Subsidiaries are those entities controlled by the Company.
Control exists when the Company has the power, directly
or indirectly, to govern the financial and operating policies
of an entity so as to obtain benefits from its activities. The
financial statements of subsidiaries are included in the
consolidated financial statements from the date that control
effectively commences until the date that control effectively
ceases, and the share attributable to minority interests is
deducted from or added to profit after taxation. Investments
in subsidiaries are stated at cost less impairment losses
(see note (K)) in the Company’s balance sheet.
Associates are those entities, not being subsidiaries, in which
the Group exercises significant influence, but not control,
over the financial and operating policies. The consolidated
financial statements include the Group’s share of the total
recognised gains and losses of associates under the equity
method, from the date that significant influence commences
until the date that significant influence ceases. When the
Group’s share of losses exceeds the carrying amount of
the associate, the carrying amount is reduced to nil and
recognition of further losses is discontinued except to the
extent that the Group has incurred obligations in respect
of that associate. Investments in associates are stated at
cost less impairment losses (see note (K)) in the Company’s
balance sheet.
E Revenue Recognition
Revenue from the sale of goods is recognised in the
income statement when the significant risks and rewards
of ownership have been transferred to the buyer. Revenue
is stated net of sales taxes and discounts, after eliminating
sales within the Group.
Revenue from the provision of services is recognised when
the services are rendered.
Interest income is recognised as it accrues using the
effective interest method. Dividend income is recognised
when the Group’s right to receive payment is established.
F Research and Development
Research and development costs comprise all costs that are
directly attributable to research and development activities
or that can be allocated on a reasonable basis to such
activities.
Expenditure on research activities is recognised as an
expense in the period in which it is incurred.

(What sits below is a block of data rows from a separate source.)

//! Per-worker partition store.
//!
//! Holds one durable, pipe-delimited snapshot file per assigned partition
//! and applies balance mutations atomically: every mutation runs under that
//! partition's async mutex (one logical writer at a time, independent
//! partitions in parallel) as a read-modify-write that swaps the whole file
//! with [`file::replace_atomic`]. Applied mutations are appended to the
//! node's operation log before the call returns.

use std::collections::HashMap;
use std::fmt;
use std::path::{Path, PathBuf};
use std::sync::{Arc, RwLock};

use tokio::sync::Mutex;
use tracing::debug;

use crate::amount::Amount;
use crate::journal::Journal;
use crate::model::{
    Account, AccountId, PartitionId, PartitionKind, PartitionRecords, TransferId,
};

mod error;
pub(crate) mod file;

pub use error::StoreError;

const OPLOG_FILE: &str = "operations.log";

struct PartitionHandle {
    path: PathBuf,
    lock: Arc<Mutex<()>>,
}

pub struct PartitionStore {
    base_dir: PathBuf,
    oplog: Journal,
    partitions: RwLock<HashMap<PartitionId, Arc<PartitionHandle>>>,
}

impl PartitionStore {
    /// Opens a store rooted at `base_dir`, creating the directory and the
    /// operation log. Partitions become visible through [`assign`].
    ///
    /// [`assign`]: PartitionStore::assign
    pub fn open(base_dir: impl Into<PathBuf>) -> std::io::Result<Self> {
        let base_dir = base_dir.into();
        std::fs::create_dir_all(&base_dir)?;
        let oplog = Journal::open(base_dir.join(OPLOG_FILE))?;
        Ok(PartitionStore {
            base_dir,
            oplog,
            partitions: RwLock::new(HashMap::new()),
        })
    }

    pub fn base_dir(&self) -> &Path {
        &self.base_dir
    }

    /// Partitions currently assigned to this store, in sorted order.
    pub fn assigned(&self) -> Vec<PartitionId> {
        let mut ids: Vec<_> = self
            .partitions
            .read()
            .expect("partition map lock poisoned")
            .keys()
            .copied()
            .collect();
        ids.sort();
        ids
    }

    pub fn is_assigned(&self, partition: PartitionId) -> bool {
        self.partitions
            .read()
            .expect("partition map lock poisoned")
            .contains_key(&partition)
    }

    /// Persists a full partition snapshot and registers the partition.
    /// All-or-nothing: a reader never observes a half-written file. Used
    /// once per partition, during registration.
    pub fn assign(
        &self,
        partition: PartitionId,
        records: &PartitionRecords,
    ) -> Result<(), StoreError> {
        // An empty record set carries no kind of its own on the wire.
        let empty;
        let records = if records.kind() == partition.kind {
            records
        } else if records.is_empty() {
            empty = PartitionRecords::empty(partition.kind);
            &empty
        } else {
            return Err(StoreError::KindMismatch(partition));
        };
        let path = self.base_dir.join(partition.file_name());
        file::write_records(&path, records)?;
        debug!(%partition, records = records.len(), "partition snapshot persisted");

        let handle = Arc::new(PartitionHandle {
            path,
            lock: Arc::new(Mutex::new(())),
        });
        self.partitions
            .write()
            .expect("partition map lock poisoned")
            .insert(partition, handle);
        Ok(())
    }

    /// Loads the full record set of an assigned partition.
    pub fn load(&self, partition: PartitionId) -> Result<PartitionRecords, StoreError> {
        let handle = self.handle(partition)?;
        file::read_records(&handle.path, partition.kind)
    }

    pub async fn read_balance(
        &self,
        partition: PartitionId,
        account: AccountId,
    ) -> Result<Amount, StoreError> {
        let handle = self.account_handle(partition)?;
        let _guard = handle.lock.lock().await;
        let accounts = file::read_accounts(&handle.path)?;
        Ok(find(&accounts, account, partition)?.balance)
    }

    /// Debits `amount` from `account`, checking funds and decrementing
    /// under the partition lock. Returns the new balance.
    pub async fn apply_debit(
        &self,
        partition: PartitionId,
        account: AccountId,
        amount: Amount,
        tx: Option<TransferId>,
    ) -> Result<Amount, StoreError> {
        let handle = self.account_handle(partition)?;
        let _guard = handle.lock.lock().await;
        let mut accounts = file::read_accounts(&handle.path)?;

        let entry = find_mut(&mut accounts, account, partition)?;
        if entry.balance < amount {
            return Err(StoreError::InsufficientFunds {
                account,
                available: entry.balance,
                requested: amount,
            });
        }
        entry.balance -= amount;
        let balance = entry.balance;

        file::write_accounts(&handle.path, &accounts)?;
        self.log(tx, "DEBIT", partition, account, amount, balance)?;
        Ok(balance)
    }

    /// Credits `amount` to `account`. Returns the new balance.
    pub async fn apply_credit(
        &self,
        partition: PartitionId,
        account: AccountId,
        amount: Amount,
        tx: Option<TransferId>,
    ) -> Result<Amount, StoreError> {
        self.credit_inner(partition, account, amount, tx, "CREDIT").await
    }

    /// Re-credits a previously prepared debit. Issued at most once per
    /// failed transfer by the orchestrator's compensation path.
    pub async fn revert_debit(
        &self,
        partition: PartitionId,
        account: AccountId,
        amount: Amount,
        tx: Option<TransferId>,
    ) -> Result<Amount, StoreError> {
        self.credit_inner(partition, account, amount, tx, "REVERT").await
    }

    async fn credit_inner(
        &self,
        partition: PartitionId,
        account: AccountId,
        amount: Amount,
        tx: Option<TransferId>,
        op: &str,
    ) -> Result<Amount, StoreError> {
        let handle = self.account_handle(partition)?;
        let _guard = handle.lock.lock().await;
        let mut accounts = file::read_accounts(&handle.path)?;

        let entry = find_mut(&mut accounts, account, partition)?;
        entry.balance += amount;
        let balance = entry.balance;

        file::write_accounts(&handle.path, &accounts)?;
        self.log(tx, op, partition, account, amount, balance)?;
        Ok(balance)
    }

    /// Finalizes a prepared debit. The balance was already decremented at
    /// prepare time; this verifies the account and records the confirmation.
    pub async fn confirm_debit(
        &self,
        partition: PartitionId,
        account: AccountId,
        amount: Amount,
        tx: Option<TransferId>,
    ) -> Result<Amount, StoreError> {
        let handle = self.account_handle(partition)?;
        let _guard = handle.lock.lock().await;
        let accounts = file::read_accounts(&handle.path)?;
        let balance = find(&accounts, account, partition)?.balance;
        self.log(tx, "CONFIRM", partition, account, amount, balance)?;
        Ok(balance)
    }

    /// Same-partition transfer fast path: both balances are checked and
    /// updated in one locked read-modify-write, one file swap.
    pub async fn apply_transfer(
        &self,
        partition: PartitionId,
        origin: AccountId,
        destination: AccountId,
        amount: Amount,
        tx: Option<TransferId>,
    ) -> Result<(Amount, Amount), StoreError> {
        let handle = self.account_handle(partition)?;
        let _guard = handle.lock.lock().await;
        let mut accounts = file::read_accounts(&handle.path)?;

        let origin_balance = find(&accounts, origin, partition)?.balance;
        if origin_balance < amount {
            return Err(StoreError::InsufficientFunds {
                account: origin,
                available: origin_balance,
                requested: amount,
            });
        }
        // Destination is resolved before any mutation so a missing account
        // leaves the origin untouched.
        find(&accounts, destination, partition)?;

        let origin_after = {
            let entry = find_mut(&mut accounts, origin, partition)?;
            entry.balance -= amount;
            entry.balance
        };
        let destination_after = {
            let entry = find_mut(&mut accounts, destination, partition)?;
            entry.balance += amount;
            entry.balance
        };

        file::write_accounts(&handle.path, &accounts)?;
        self.log(tx, "DEBIT", partition, origin, amount, origin_after)?;
        self.log(tx, "CREDIT", partition, destination, amount, destination_after)?;
        Ok((origin_after, destination_after))
    }

    /// Overwrites an account balance with a replicated value.
    pub async fn set_balance(
        &self,
        partition: PartitionId,
        account: AccountId,
        new_balance: Amount,
        tx: Option<TransferId>,
    ) -> Result<Amount, StoreError> {
        let handle = self.account_handle(partition)?;
        let _guard = handle.lock.lock().await;
        let mut accounts = file::read_accounts(&handle.path)?;

        let entry = find_mut(&mut accounts, account, partition)?;
        entry.balance = new_balance;

        file::write_accounts(&handle.path, &accounts)?;
        self.log(tx, "REPLICA", partition, account, new_balance, new_balance)?;
        Ok(new_balance)
    }

    /// Sum of all balances in an account partition.
    pub async fn partition_total(&self, partition: PartitionId) -> Result<Amount, StoreError> {
        let handle = self.account_handle(partition)?;
        let _guard = handle.lock.lock().await;
        let accounts = file::read_accounts(&handle.path)?;
        Ok(accounts.iter().map(|a| a.balance).sum())
    }

    fn handle(&self, partition: PartitionId) -> Result<Arc<PartitionHandle>, StoreError> {
        self.partitions
            .read()
            .expect("partition map lock poisoned")
            .get(&partition)
            .cloned()
            .ok_or(StoreError::PartitionNotAssigned(partition))
    }

    fn account_handle(&self, partition: PartitionId) -> Result<Arc<PartitionHandle>, StoreError> {
        if partition.kind != PartitionKind::Account {
            return Err(StoreError::NotAccountPartition(partition));
        }
        self.handle(partition)
    }

    fn log(
        &self,
        tx: Option<TransferId>,
        op: &str,
        partition: PartitionId,
        account: AccountId,
        amount: Amount,
        balance_after: Amount,
    ) -> Result<(), StoreError> {
        self.oplog.append(&format!(
            "{}|{op}|{partition}|{account}|{amount}|{balance_after}",
            OptTx(tx)
        ))?;
        Ok(())
    }
}

struct OptTx(Option<TransferId>);

impl fmt::Display for OptTx {
    fn fmt(&self, f: &mut fmt::Formatter<'_>) -> fmt::Result {
        match self.0 {
            Some(tx) => write!(f, "{tx}"),
            None => f.write_str("-"),
        }
    }
}

fn find<'a>(
    accounts: &'a [Account],
    account: AccountId,
    partition: PartitionId,
) -> Result<&'a Account, StoreError> {
    accounts
        .iter()
        .find(|a| a.account_id == account)
        .ok_or(StoreError::AccountNotFound { account, partition })
}

fn find_mut<'a>(
    accounts: &'a mut [Account],
    account: AccountId,
    partition: PartitionId,
) -> Result<&'a mut Account, StoreError> {
    accounts
        .iter_mut()
        .find(|a| a.account_id == account)
        .ok_or(StoreError::AccountNotFound { account, partition })
}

Expenditure on development activities is capitalised only
if the product or process is clearly defined, technically
and commercially feasible, the attributable expenditure
is separately identifiable and the Group has sufficient
resources and the intention to complete development.
The expenditure capitalised includes the cost of materials,
direct labour and an appropriate proportion of overheads
which are directly attributable to development activities.

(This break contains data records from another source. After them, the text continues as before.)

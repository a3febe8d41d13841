//! Error types for the partition store.

use std::io;
use std::path::PathBuf;

use thiserror::Error;

use crate::amount::Amount;
use crate::model::{AccountId, PartitionId};

/// Error returned by [`PartitionStore`](super::PartitionStore) operations.
#[derive(Debug, Error)]
pub enum StoreError {
    #[error("partition {0} is not assigned to this worker")]
    PartitionNotAssigned(PartitionId),

    #[error("partition {0} does not hold account records")]
    NotAccountPartition(PartitionId),

    #[error("snapshot record kind does not match partition {0}")]
    KindMismatch(PartitionId),

    #[error("account {account} not found in partition {partition}")]
    AccountNotFound {
        account: AccountId,
        partition: PartitionId,
    },

    #[error(
        "insufficient funds in account {account}: available {available}, requested {requested}"
    )]
    InsufficientFunds {
        account: AccountId,
        available: Amount,
        requested: Amount,
    },

    #[error("failed to read partition file {path}: {source}")]
    Read {
        path: PathBuf,
        source: csv::Error,
    },

    #[error("corrupt record in partition file {path}: {detail}")]
    Corrupt { path: PathBuf, detail: String },

    #[error(transparent)]
    Io(#[from] io::Error),
}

Capitalised development costs are stated at cost less
accumulated amortisation and impairment losses (see note
(K)). Development expenditure that does not meet the above
criteria is recognised as an expense in the period in which it
is incurred.
Amortisation is calculated to write off capitalised
development costs on a straight-line basis over their
estimated useful lives, commencing from the date when the
products are put into commercial production.
G Foreign Currencies
Transactions denominated in foreign currencies are
translated into United States dollars at the foreign exchange
rates ruling at the transaction dates. Monetary assets and
liabilities denominated in foreign currencies are translated
into United States dollars at the rates of exchange ruling at
the balance sheet date.
Income statements of foreign entities are translated into
the Group’s reporting currency at the exchange rates
approximating the foreign exchange rates ruling at the dates
of the transactions and balance sheets are translated at the
exchange rates ruling at the balance sheet date.

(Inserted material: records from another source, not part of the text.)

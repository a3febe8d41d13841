//! Core domain types for the partitioned ledger.

use std::fmt;
use std::str::FromStr;

use serde::de;
use serde::{Deserialize, Deserializer, Serialize, Serializer};
use thiserror::Error;

use crate::Amount;

/// Account identifier.
pub type AccountId = u32;

/// Client identifier.
pub type ClientId = u32;

/// Coordinator-assigned identifier of one transfer orchestration.
pub type TransferId = u64;

/// Which record type a partition shards.
#[derive(Debug, Clone, Copy, PartialEq, Eq, PartialOrd, Ord, Hash)]
pub enum PartitionKind {
    Account,
    Client,
}

impl PartitionKind {
    fn prefix(self) -> &'static str {
        match self {
            PartitionKind::Account => "ACCOUNT_P",
            PartitionKind::Client => "CLIENT_P",
        }
    }
}

/// Identifier of one disjoint shard of account or client records,
/// rendered `ACCOUNT_P<n>` or `CLIENT_P<n>` with `n >= 1`.
#[derive(Debug, Clone, Copy, PartialEq, Eq, PartialOrd, Ord, Hash)]
pub struct PartitionId {
    pub kind: PartitionKind,
    pub index: u16,
}

impl PartitionId {
    pub fn account(index: u16) -> Self {
        PartitionId {
            kind: PartitionKind::Account,
            index,
        }
    }

    pub fn client(index: u16) -> Self {
        PartitionId {
            kind: PartitionKind::Client,
            index,
        }
    }

    /// The partition owning an account: a deterministic bucket of the id.
    /// This function is the only mapping knowledge the coordinator holds.
    pub fn for_account(account: AccountId, buckets: u16) -> Self {
        Self::account((account % buckets as u32) as u16 + 1)
    }

    /// The partition owning a client record.
    pub fn for_client(client: ClientId, buckets: u16) -> Self {
        Self::client((client % buckets as u32) as u16 + 1)
    }

    /// File name of this partition's persisted snapshot.
    pub fn file_name(&self) -> String {
        format!("{self}.txt")
    }
}

impl fmt::Display for PartitionId {
    fn fmt(&self, f: &mut fmt::Formatter<'_>) -> fmt::Result {
        write!(f, "{}{}", self.kind.prefix(), self.index)
    }
}

/// Error parsing a partition identifier.
#[derive(Debug, Error, PartialEq, Eq)]
#[error("invalid partition id '{0}'")]
pub struct ParsePartitionError(String);

impl FromStr for PartitionId {
    type Err = ParsePartitionError;

    fn from_str(s: &str) -> Result<Self, Self::Err> {
        let err = || ParsePartitionError(s.to_string());
        for kind in [PartitionKind::Account, PartitionKind::Client] {
            if let Some(rest) = s.strip_prefix(kind.prefix()) {
                let index: u16 = rest.parse().map_err(|_| err())?;
                if index == 0 {
                    return Err(err());
                }
                return Ok(PartitionId { kind, index });
            }
        }
        Err(err())
    }
}

// Serialized as its display string so partition ids can key JSON maps.
impl Serialize for PartitionId {
    fn serialize<S: Serializer>(&self, serializer: S) -> Result<S::Ok, S::Error> {
        serializer.collect_str(self)
    }
}

impl<'de> Deserialize<'de> for PartitionId {
    fn deserialize<D: Deserializer<'de>>(deserializer: D) -> Result<Self, D::Error> {
        let text = String::deserialize(deserializer)?;
        text.parse().map_err(de::Error::custom)
    }
}

/// Enumerated account type tag.
#[derive(Debug, Clone, Copy, PartialEq, Eq, Serialize, Deserialize)]
#[serde(rename_all = "SCREAMING_SNAKE_CASE")]
pub enum AccountKind {
    Savings,
    Checking,
}

impl fmt::Display for AccountKind {
    fn fmt(&self, f: &mut fmt::Formatter<'_>) -> fmt::Result {
        f.write_str(match self {
            AccountKind::Savings => "SAVINGS",
            AccountKind::Checking => "CHECKING",
        })
    }
}

/// Error parsing an account type tag.
#[derive(Debug, Error, PartialEq, Eq)]
#[error("unknown account type '{0}'")]
pub struct ParseAccountKindError(String);

impl FromStr for AccountKind {
    type Err = ParseAccountKindError;

    fn from_str(s: &str) -> Result<Self, Self::Err> {
        match s {
            "SAVINGS" => Ok(AccountKind::Savings),
            "CHECKING" => Ok(AccountKind::Checking),
            other => Err(ParseAccountKindError(other.to_string())),
        }
    }
}

/// One account record. Belongs to exactly one account partition.
#[derive(Debug, Clone, PartialEq, Serialize, Deserialize)]
pub struct Account {
    #[serde(rename = "idCuenta")]
    pub account_id: AccountId,
    #[serde(rename = "idCliente")]
    pub client_id: ClientId,
    #[serde(rename = "saldo")]
    pub balance: Amount,
    #[serde(rename = "tipoCuenta")]
    pub kind: AccountKind,
}

/// One client record. Belongs to exactly one client partition.
#[derive(Debug, Clone, PartialEq, Serialize, Deserialize)]
pub struct ClientRecord {
    #[serde(rename = "idCliente")]
    pub client_id: ClientId,
    #[serde(rename = "nombre")]
    pub name: String,
    pub email: String,
    #[serde(rename = "telefono")]
    pub phone: String,
}

/// A partition's full record set, treated as a value: the worker holds the
/// authoritative copy, the coordinator ships it once at registration.
#[derive(Debug, Clone, PartialEq, Serialize, Deserialize)]
#[serde(untagged)]
pub enum PartitionRecords {
    Accounts(Vec<Account>),
    Clients(Vec<ClientRecord>),
}

impl PartitionRecords {
    pub fn empty(kind: PartitionKind) -> PartitionRecords {
        match kind {
            PartitionKind::Account => PartitionRecords::Accounts(Vec::new()),
            PartitionKind::Client => PartitionRecords::Clients(Vec::new()),
        }
    }

    pub fn kind(&self) -> PartitionKind {
        match self {
            PartitionRecords::Accounts(_) => PartitionKind::Account,
            PartitionRecords::Clients(_) => PartitionKind::Client,
        }
    }

    pub fn len(&self) -> usize {
        match self {
            PartitionRecords::Accounts(rows) => rows.len(),
            PartitionRecords::Clients(rows) => rows.len(),
        }
    }

    pub fn is_empty(&self) -> bool {
        self.len() == 0
    }
}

Net exchange differences arising from the translation of the
financial statements of subsidiaries and associates expressed
in foreign currencies are taken directly to exchange reserve.
All other exchange differences are dealt with in the income
statement.
On disposal of a foreign operation, the cumulative amount
of the exchange differences recognised in exchange reserve
which relate to that foreign operation is included in the
calculation of the profit or loss on disposal.